**Records for the exercise**:
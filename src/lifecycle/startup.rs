//! Startup orchestration.
//!
//! # Responsibilities
//! - Flatten and validate configuration for the active profiles
//! - Layer property sources and bind typed properties
//! - Create every bean, then build routes and the security filter chain
//! - Fire lifecycle events in order
//!
//! # Design Decisions
//! - Fail fast: any startup error is fatal
//! - Subsystems initialize in order, not concurrently
//! - Listeners start last (traffic only when ready); binding lives in
//!   `Application::run`

use std::net::SocketAddr;
use std::path::PathBuf;
use std::sync::Arc;

use axum::Router;
use thiserror::Error;

use crate::config::block::ConfigurationBlock;
use crate::config::error::ConfigError;
use crate::config::loader::load_properties;
use crate::config::profiles::Profiles;
use crate::config::properties::PropertySource;
use crate::config::schema::{ApplicationType, LoggingConfig};
use crate::config::server::{RouterRegistration, ServerConfig};
use crate::config::validation::{validate_server, ValidationError};
use crate::context::{
    ApplicationContext, BeanDefinition, BeanError, ContextRefreshed, ContextStarted, EventError,
    ListenerRegistry,
};
use crate::http::codec::Codecs;
use crate::http::server::HttpServer;
use crate::http::template::TemplateEngine;
use crate::observability::logging;
use crate::routing::{CoRouterBuilder, RouteError, RouteTable, RouterBuilder};
use crate::security::{SecurityError, SecurityFilterChain};

/// Any failure between `run` and the listener accepting connections.
#[derive(Debug, Error)]
pub enum StartupError {
    #[error("application has already been realized")]
    AlreadyRealized,

    #[error(transparent)]
    Config(#[from] ConfigError),

    #[error(transparent)]
    Bean(#[from] BeanError),

    #[error(transparent)]
    Route(#[from] RouteError),

    #[error("security initialization failed: {0}")]
    Security(#[from] SecurityError),

    #[error(transparent)]
    Event(#[from] EventError),

    #[error("failed to install metrics exporter: {0}")]
    Metrics(#[from] metrics_exporter_prometheus::BuildError),

    #[error("failed to bind {addr}: {source}")]
    Bind {
        addr: String,
        #[source]
        source: std::io::Error,
    },

    #[error("server error: {0}")]
    Server(#[source] std::io::Error),
}

/// Everything an application declares, before realization.
#[derive(Debug, Clone)]
pub struct ApplicationSpec {
    pub app_type: ApplicationType,
    pub root: ConfigurationBlock,
    pub logging: LoggingConfig,
    /// Lowest-precedence properties set in code.
    pub properties: PropertySource,
    pub property_files: Vec<PathBuf>,
    pub metrics_endpoint: Option<SocketAddr>,
}

/// The outcome of realization: live beans, the final route table, server settings.
#[derive(Debug)]
pub struct Realized {
    pub app_type: ApplicationType,
    pub profiles: Profiles,
    pub context: Arc<ApplicationContext>,
    pub routes: RouteTable,
    pub server: Arc<ServerConfig>,
    pub port: u16,
    pub codecs: Arc<Codecs>,
    pub security: Option<Arc<SecurityFilterChain>>,
}

impl Realized {
    pub fn http_server(&self) -> HttpServer {
        HttpServer::new(
            self.routes.clone(),
            &self.server,
            self.codecs.clone(),
            self.security.clone(),
        )
    }

    /// The layered router, for in-process dispatch without a socket.
    pub fn router(&self) -> Router {
        self.http_server().into_router()
    }

    pub fn bind_address(&self) -> String {
        format!("{}:{}", self.server.host, self.port)
    }
}

/// Realize `spec` under `profiles`. Synchronous; nothing is bound, not even
/// the metrics endpoint (see `Application::run`).
pub fn realize(spec: &ApplicationSpec, profiles: Profiles) -> Result<Realized, StartupError> {
    // 1. Logging
    logging::init_logging(&spec.logging, &profiles);
    tracing::info!(
        application_type = ?spec.app_type,
        profiles = %profiles,
        "Realizing application"
    );

    // 2. Flatten enabled blocks
    let merged = spec.root.flatten(&profiles)?;
    let server = match &merged.server {
        Some((block, server)) => {
            tracing::debug!(block = %block, "Server configuration selected");
            server.clone()
        }
        None => Arc::new(ServerConfig::default()),
    };

    // 3. Semantic validation
    validate_server(&server).map_err(ConfigError::Validation)?;

    // 4. Property sources: code < files < environment
    let mut properties = spec.properties.clone();
    for path in &spec.property_files {
        properties.extend(&load_properties(path)?);
    }
    properties.extend(&PropertySource::from_env());
    let port = resolve_port(&server, &profiles, &properties)?;
    tracing::info!(
        properties = properties.len(),
        bindings = merged.property_prefixes.len(),
        "Properties resolved"
    );

    // 5. Infrastructure beans contributed by the server block
    let mut beans = merged.beans;
    let codecs = Arc::new(Codecs::new(server.codecs.clone(), server.max_body_size));
    if merged.server.is_some() {
        beans.push(BeanDefinition::instance((*codecs).clone()));
        if let Some(template) = &server.template {
            beans.push(BeanDefinition::instance(TemplateEngine::new(template.clone())));
        }
    }

    // 6. Context and singletons
    let context = Arc::new(ApplicationContext::new(
        beans,
        ListenerRegistry::new(merged.listeners),
        profiles.clone(),
        properties,
    )?);
    context.instantiate_all()?;
    tracing::info!(beans = context.bean_names().len(), "Beans created");
    context.publish(&ContextRefreshed)?;

    // 7. Routes: registrations, then route table beans
    let routes = build_routes(&server.routers, &context)?;
    tracing::info!(routes = routes.len(), "Routes realized");

    // 8. Security filter chain, before anything listens
    let security = match &server.security {
        Some(config) => Some(Arc::new(SecurityFilterChain::initialize(config, &context)?)),
        None => None,
    };

    context.publish(&ContextStarted)?;

    Ok(Realized {
        app_type: spec.app_type,
        profiles,
        context,
        routes,
        server,
        port,
        codecs,
        security,
    })
}

/// `server.port` from the property sources overrides the declared port.
fn resolve_port(
    server: &ServerConfig,
    profiles: &Profiles,
    properties: &PropertySource,
) -> Result<u16, ConfigError> {
    match properties.get("server.port") {
        Some(raw) => raw.trim().parse().map_err(|_| {
            ConfigError::Validation(vec![ValidationError::new(
                "server.port",
                format!("`{raw}` is not a valid port"),
            )])
        }),
        None => Ok(*server.port.resolve(profiles)),
    }
}

fn build_routes(
    registrations: &[RouterRegistration],
    context: &ApplicationContext,
) -> Result<RouteTable, StartupError> {
    let mut routes = RouteTable::default();
    for registration in registrations {
        let table = match registration {
            RouterRegistration::Direct(f) => {
                let mut builder = RouterBuilder::new();
                f(context, &mut builder)?;
                builder.build()?
            }
            RouterRegistration::Deferred(f) => {
                let mut builder = CoRouterBuilder::new();
                f(context, &mut builder)?;
                builder.build()?
            }
            RouterRegistration::Table(table) => table.clone(),
        };
        routes = routes.and(&table);
    }
    for table in context.get_all::<RouteTable>()? {
        routes = routes.and(&table);
    }
    Ok(routes)
}
//! Security filter chain: initialization and the request middleware.
//!
//! # Responsibilities
//! - Resolve the configured collaborators against the realized context
//! - Decide per request whether authentication or a role is required
//! - Authenticate HTTP Basic credentials and attach the principal
//!
//! # Design Decisions
//! - Initialization is one-shot; every failure is a [`SecurityError`]
//! - Rejections never reveal whether the user exists

use std::sync::Arc;

use axum::{
    body::Body,
    extract::State,
    http::{header, HeaderMap, HeaderValue, Request, StatusCode},
    middleware::Next,
    response::{IntoResponse, Response},
};
use data_encoding::BASE64;

use crate::context::ApplicationContext;
use crate::routing::PathPattern;
use crate::security::password::{DelegatingPasswordEncoder, PasswordEncoder};
use crate::security::users::{AuthenticationManager, UserDetailsAuthenticationManager};
use crate::security::{Access, SecurityConfig, SecurityError};

/// The initialized chain shared by every request.
pub struct SecurityFilterChain {
    manager: Arc<dyn AuthenticationManager>,
    rules: Vec<(PathPattern, Access)>,
    challenge: HeaderValue,
}

impl SecurityFilterChain {
    /// Resolve bindings and compile rules.
    ///
    /// An explicit authentication manager wins; otherwise one is derived from
    /// the user details service and the password encoder (delegating by
    /// default).
    pub fn initialize(config: &SecurityConfig, ctx: &ApplicationContext) -> Result<Self, SecurityError> {
        let manager: Arc<dyn AuthenticationManager> = match (
            &config.authentication_manager,
            &config.user_details_service,
        ) {
            (Some(manager), _) => manager.resolve(ctx).map_err(|source| SecurityError::Lookup {
                binding: "authentication manager",
                source,
            })?,
            (None, Some(users)) => {
                let users = users.resolve(ctx).map_err(|source| SecurityError::Lookup {
                    binding: "user details service",
                    source,
                })?;
                let encoder: Arc<dyn PasswordEncoder> = match &config.password_encoder {
                    Some(encoder) => encoder.resolve(ctx).map_err(|source| SecurityError::Lookup {
                        binding: "password encoder",
                        source,
                    })?,
                    None => Arc::new(DelegatingPasswordEncoder::default()),
                };
                Arc::new(UserDetailsAuthenticationManager::new(users, encoder))
            }
            (None, None) => return Err(SecurityError::MissingAuthentication),
        };

        let rules = config
            .rules
            .iter()
            .map(|rule| {
                PathPattern::parse(&rule.pattern)
                    .map(|pattern| (pattern, rule.access.clone()))
                    .map_err(|source| SecurityError::InvalidRule {
                        pattern: rule.pattern.clone(),
                        source,
                    })
            })
            .collect::<Result<Vec<_>, _>>()?;

        let challenge = HeaderValue::from_str(&format!("Basic realm=\"{}\"", config.realm))
            .unwrap_or_else(|_| HeaderValue::from_static("Basic"));

        tracing::info!(rules = rules.len(), "Security filter chain initialized");
        Ok(Self {
            manager,
            rules,
            challenge,
        })
    }

    /// Access required for `path`: first matching rule, else authenticated.
    pub fn access_for(&self, path: &str) -> &Access {
        self.rules
            .iter()
            .find(|(pattern, _)| pattern.matches(path).is_some())
            .map(|(_, access)| access)
            .unwrap_or(&Access::Authenticated)
    }

    fn unauthorized(&self) -> Response {
        metrics::counter!("webwire_security_rejections_total", "status" => "401").increment(1);
        let mut response = (StatusCode::UNAUTHORIZED, "Unauthorized").into_response();
        response
            .headers_mut()
            .insert(header::WWW_AUTHENTICATE, self.challenge.clone());
        response
    }
}

impl std::fmt::Debug for SecurityFilterChain {
    fn fmt(&self, f: &mut std::fmt::Formatter<'_>) -> std::fmt::Result {
        f.debug_struct("SecurityFilterChain")
            .field("rules", &self.rules.len())
            .finish_non_exhaustive()
    }
}

/// Decode `Authorization: Basic base64(user:password)`.
fn basic_credentials(headers: &HeaderMap) -> Option<(String, String)> {
    let value = headers.get(header::AUTHORIZATION)?.to_str().ok()?;
    let (scheme, encoded) = value.split_once(' ')?;
    if !scheme.eq_ignore_ascii_case("basic") {
        return None;
    }
    let decoded = BASE64.decode(encoded.trim().as_bytes()).ok()?;
    let decoded = String::from_utf8(decoded).ok()?;
    let (user, password) = decoded.split_once(':')?;
    Some((user.to_string(), password.to_string()))
}

pub async fn security_filter(
    State(chain): State<Arc<SecurityFilterChain>>,
    mut req: Request<Body>,
    next: Next,
) -> Response {
    let access = chain.access_for(req.uri().path()).clone();
    if access == Access::PermitAll {
        return next.run(req).await;
    }

    let Some((user, password)) = basic_credentials(req.headers()) else {
        return chain.unauthorized();
    };

    let authentication = match chain.manager.authenticate(&user, &password).await {
        Ok(auth) => auth,
        Err(e) => {
            tracing::debug!(error = %e, "Authentication failed");
            return chain.unauthorized();
        }
    };

    if let Access::HasRole(role) = &access {
        if !authentication.has_role(role) {
            tracing::debug!(principal = %authentication.principal, role = %role, "Missing role");
            metrics::counter!("webwire_security_rejections_total", "status" => "403").increment(1);
            return (StatusCode::FORBIDDEN, "Forbidden").into_response();
        }
    }

    req.extensions_mut().insert(authentication);
    next.run(req).await
}

#[cfg(test)]
mod tests {
    use super::*;
    use crate::config::{Profiles, PropertySource};
    use crate::context::ListenerRegistry;
    use crate::security::SecurityDsl;
    use crate::security::users::UserDetails;

    fn context() -> ApplicationContext {
        ApplicationContext::new(
            Vec::new(),
            ListenerRegistry::default(),
            Profiles::default(),
            PropertySource::default(),
        )
        .unwrap()
    }

    #[test]
    fn test_missing_authentication_source() {
        let dsl = SecurityDsl::default();
        let result = SecurityFilterChain::initialize(&dsl.into_config(), &context());
        assert!(matches!(result, Err(SecurityError::MissingAuthentication)));
    }

    #[test]
    fn test_missing_bean_is_fatal() {
        let mut dsl = SecurityDsl::default();
        dsl.user_details_service_bean::<crate::security::InMemoryUserDetailsService>();
        let result = SecurityFilterChain::initialize(&dsl.into_config(), &context());
        assert!(matches!(result, Err(SecurityError::Lookup { .. })));
    }

    #[test]
    fn test_first_matching_rule_decides() {
        let mut dsl = SecurityDsl::default();
        dsl.users([UserDetails::new("u", "{noop}p")])
            .permit_all("/")
            .has_role("/admin/{*rest}", "ADMIN")
            .permit_all("/admin/{*rest}");
        let chain = SecurityFilterChain::initialize(&dsl.into_config(), &context()).unwrap();

        assert_eq!(chain.access_for("/"), &Access::PermitAll);
        assert_eq!(chain.access_for("/admin/users"), &Access::HasRole("ADMIN".into()));
        assert_eq!(chain.access_for("/other"), &Access::Authenticated);
    }

    #[test]
    fn test_basic_credentials() {
        let mut headers = HeaderMap::new();
        headers.insert(
            header::AUTHORIZATION,
            HeaderValue::from_static("Basic dXNlcjpwYXNz:d29yZA=="),
        );
        assert_eq!(basic_credentials(&headers), None);

        headers.insert(header::AUTHORIZATION, HeaderValue::from_static("Basic dXNlcjpwYXNzd29yZA=="));
        assert_eq!(
            basic_credentials(&headers),
            Some(("user".to_string(), "password".to_string()))
        );
    }
}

**Try it**: Copy out each line of the listing that contains the word "TemplateEngine".

**Answer space**:
use crate::http::template::TemplateEngine;
            beans.push(BeanDefinition::instance(TemplateEngine::new(template.clone())));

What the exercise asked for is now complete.